The purpose of this Second Amendment near the end of the 18th Century was to ensure that communities would continue to have the right to form Militia. This new "federal" government would never grow so powerful and tyrannic as to replace the local Militia with a federal standing army.
Except, that's exactly what we've done. There's no local Militia here in Maryland, I don't think there's one anywhere in the US. We've completely professionalized our defense. We still have state-level National Guard, as a sort of remnant descendant of the old Militia, but that's only about half a million of our hundreds of millions of adults.
There are no Militia anymore!
Yet the second half of the Second Amendment lives on, zombie-like, torn away from its original context. "The right of the people to keep and bear Arms shall not be infringed." This is how the Supreme Court and many gun rights supporters view the Second Amendment in the 21st Century -- it's all about individual rights, not about service to the community.

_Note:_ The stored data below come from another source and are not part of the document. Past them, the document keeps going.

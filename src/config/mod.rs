//! Configuration module for the SmartVault backend.
//!
//! All configuration is loaded from environment variables with sensible defaults.

use std::env;
use std::net::SocketAddr;
use std::path::PathBuf;
use std::time::Duration;

use crate::errors::AppError;

/// Default timeout for a single OCR request.
const DEFAULT_OCR_TIMEOUT_SECS: u64 = 60;

/// Application configuration loaded from environment variables.
#[derive(Debug, Clone)]
pub struct Config {
    /// Pre-shared key for API authentication (required in production)
    pub api_psk: Option<String>,
    /// Path to SQLite database file
    pub db_path: PathBuf,
    /// Address to bind the server to
    pub bind_addr: SocketAddr,
    /// Log level (trace, debug, info, warn, error)
    pub log_level: String,
    /// Base URL of the OCR microservice; OCR is disabled when unset
    pub ocr_base_url: Option<String>,
    /// Per-request timeout for the OCR microservice
    pub ocr_timeout: Duration,
}

impl Config {
    /// Load configuration from environment variables.
    pub fn from_env() -> Result<Self, AppError> {
        dotenvy::dotenv().ok();

        let api_psk = env::var("SMARTVAULT_API_PSK").ok();

        let db_path = env::var("SMARTVAULT_DB_PATH")
            .unwrap_or_else(|_| "./data/smartvault.sqlite".to_string())
            .into();

        let bind_addr = env::var("SMARTVAULT_BIND_ADDR")
            .unwrap_or_else(|_| "127.0.0.1:8080".to_string())
            .parse()
            .map_err(|e| AppError::Internal(format!("Invalid SMARTVAULT_BIND_ADDR: {}", e)))?;

        let log_level = env::var("SMARTVAULT_LOG_LEVEL").unwrap_or_else(|_| "info".to_string());

        let ocr_base_url = env::var("SMARTVAULT_OCR_BASE_URL")
            .ok()
            .map(|url| url.trim_end_matches('/').to_string())
            .filter(|url| !url.is_empty());

        let ocr_timeout = match env::var("SMARTVAULT_OCR_TIMEOUT_SECS") {
            Ok(raw) => raw.parse::<u64>().map_err(|e| {
                AppError::Internal(format!("Invalid SMARTVAULT_OCR_TIMEOUT_SECS: {}", e))
            })?,
            Err(_) => DEFAULT_OCR_TIMEOUT_SECS,
        };

        Ok(Self {
            api_psk,
            db_path,
            bind_addr,
            log_level,
            ocr_base_url,
            ocr_timeout: Duration::from_secs(ocr_timeout),
        })
    }
}
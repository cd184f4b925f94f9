//! Ephemeral per-chat sessions: bot-sent messages awaiting cleanup.

use chrono::Utc;

use super::chats::{chat_exists, ensure_member};
use super::DatabasePool;
use crate::errors::AppError;

/// Manager for session messages.
#[derive(Clone)]
pub struct SessionManager {
    pool: DatabasePool,
}

impl SessionManager {
    pub fn new(pool: DatabasePool) -> Self {
        Self { pool }
    }

    /// Append bot-sent messages to the chat's current session.
    ///
    /// An id already pending in this chat's session is kept once.
    pub async fn update_session(
        &self,
        user_id: i64,
        chat_id: i64,
        message_ids: &[String],
    ) -> Result<(), AppError> {
        let mut tx = self.pool.writer.begin().await?;

        if !chat_exists(&mut tx, chat_id).await? {
            return Err(AppError::NotFound(format!("Chat {} not found", chat_id)));
        }
        ensure_member(&mut tx, user_id, chat_id).await?;

        let sent_at = Utc::now().to_rfc3339();
        for message_id in message_ids {
            sqlx::query(
                "INSERT OR IGNORE INTO session_messages (message_id, chat_id, sent_at) VALUES (?, ?, ?)",
            )
            .bind(message_id)
            .bind(chat_id)
            .bind(&sent_at)
            .execute(&mut *tx)
            .await?;
        }

        tx.commit().await?;
        tracing::debug!(user_id, chat_id, added = message_ids.len(), "Session updated");
        Ok(())
    }

    /// Drain the chat's session, returning its message ids in insertion order.
    pub async fn end_session(&self, chat_id: i64) -> Result<Vec<String>, AppError> {
        let mut tx = self.pool.writer.begin().await?;

        let message_ids: Vec<String> = sqlx::query_scalar(
            "SELECT message_id FROM session_messages WHERE chat_id = ? ORDER BY rowid",
        )
        .bind(chat_id)
        .fetch_all(&mut *tx)
        .await?;

        sqlx::query("DELETE FROM session_messages WHERE chat_id = ?")
            .bind(chat_id)
            .execute(&mut *tx)
            .await?;

        tx.commit().await?;
        tracing::debug!(chat_id, drained = message_ids.len(), "Session ended");
        Ok(message_ids)
    }
}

Subject to this zombie-like Second Amendment fragment, liberals who want to reduce the prevalence of guns are pretty much impotent. We discuss things like background checks and trigger locks and limits on magazine sizes, but guns are so popular we have difficulty even passing these limited restrictions on the lethality of guns. And with hundreds of millions of guns floating around, these restrictions wouldn't have much effect anyway.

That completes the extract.